Listed records Start Marker

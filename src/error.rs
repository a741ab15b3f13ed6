//! Errors surfaced by structural operations on nodes and trees.

use thiserror::Error;

/// Convenience alias used throughout the crate.
pub type Result<T> = std::result::Result<T, Error>;

/// Everything that can go wrong when manipulating a tree. None of these are transient: they are
/// all precondition violations reported at the point of the offending call.
#[derive(Error, Debug, Clone, Copy, PartialEq, Eq)]
pub enum Error {
    /// A node could not be attached as a child.
    #[error("invalid attachment: {0}")]
    InvalidAttachment(#[from] AttachmentError),

    /// A node could not be rotated.
    #[error("invalid rotation: {0}")]
    InvalidRotation(#[from] RotationError),

    /// The operation needs at least one node.
    #[error("tree is empty")]
    EmptyTree,

    /// A tree cannot be built from zero values.
    #[error("cannot build a tree from an empty sequence")]
    EmptyInput,
}

/// Why a `set_left`/`set_right` call was refused.
#[derive(Error, Debug, Clone, Copy, PartialEq, Eq)]
pub enum AttachmentError {
    /// The child already hangs off another node and must be detached first.
    #[error("node is already attached to another parent, detach it first")]
    AlreadyAttached,

    /// A node cannot be its own child.
    #[error("a node cannot be its own parent")]
    SelfParent,

    /// Attaching one of the node's own ancestors below it would close a cycle.
    #[error("cannot attach an ancestor as a child")]
    AncestorAsChild,
}

/// Why a `rotate_left`/`rotate_right` call was refused.
#[derive(Error, Debug, Clone, Copy, PartialEq, Eq)]
pub enum RotationError {
    /// Only subtree roots can be rotated. Detach the node, rotate it, then reattach the result.
    #[error("cannot rotate a node that has a parent, detach it, rotate, then reattach")]
    NotRoot,

    /// Rotating left promotes the right child, so there has to be one.
    #[error("cannot rotate left without a right child")]
    MissingRightChild,

    /// Rotating right promotes the left child, so there has to be one.
    #[error("cannot rotate right without a left child")]
    MissingLeftChild,
}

Listed records End Marker

How to complete this task: Reproduce the full set of entries above exactly, without dropping a line.

Result of this exercise:
filename src/error.rs
repository a741ab15b3f13ed6
//! Errors surfaced by structural operations on nodes and trees.

use thiserror::Error;

/// Convenience alias used throughout the crate.
pub type Result<T> = std::result::Result<T, Error>;

/// Everything that can go wrong when manipulating a tree. None of these are transient: they are
/// all precondition violations reported at the point of the offending call.
#[derive(Error, Debug, Clone, Copy, PartialEq, Eq)]
pub enum Error {
    /// A node could not be attached as a child.
    #[error("invalid attachment: {0}")]
    InvalidAttachment(#[from] AttachmentError),

    /// A node could not be rotated.
    #[error("invalid rotation: {0}")]
    InvalidRotation(#[from] RotationError),

    /// The operation needs at least one node.
    #[error("tree is empty")]
    EmptyTree,

    /// A tree cannot be built from zero values.
    #[error("cannot build a tree from an empty sequence")]
    EmptyInput,
}

/// Why a `set_left`/`set_right` call was refused.
#[derive(Error, Debug, Clone, Copy, PartialEq, Eq)]
pub enum AttachmentError {
    /// The child already hangs off another node and must be detached first.
    #[error("node is already attached to another parent, detach it first")]
    AlreadyAttached,

    /// A node cannot be its own child.
    #[error("a node cannot be its own parent")]
    SelfParent,

    /// Attaching one of the node's own ancestors below it would close a cycle.
    #[error("cannot attach an ancestor as a child")]
    AncestorAsChild,
}

/// Why a `rotate_left`/`rotate_right` call was refused.
#[derive(Error, Debug, Clone, Copy, PartialEq, Eq)]
pub enum RotationError {
    /// Only subtree roots can be rotated. Detach the node, rotate it, then reattach the result.
    #[error("cannot rotate a node that has a parent, detach it, rotate, then reattach")]
    NotRoot,

    /// Rotating left promotes the right child, so there has to be one.
    #[error("cannot rotate left without a right child")]
    MissingRightChild,

    /// Rotating right promotes the left child, so there has to be one.
    #[error("cannot rotate right without a left child")]
    MissingLeftChild,
}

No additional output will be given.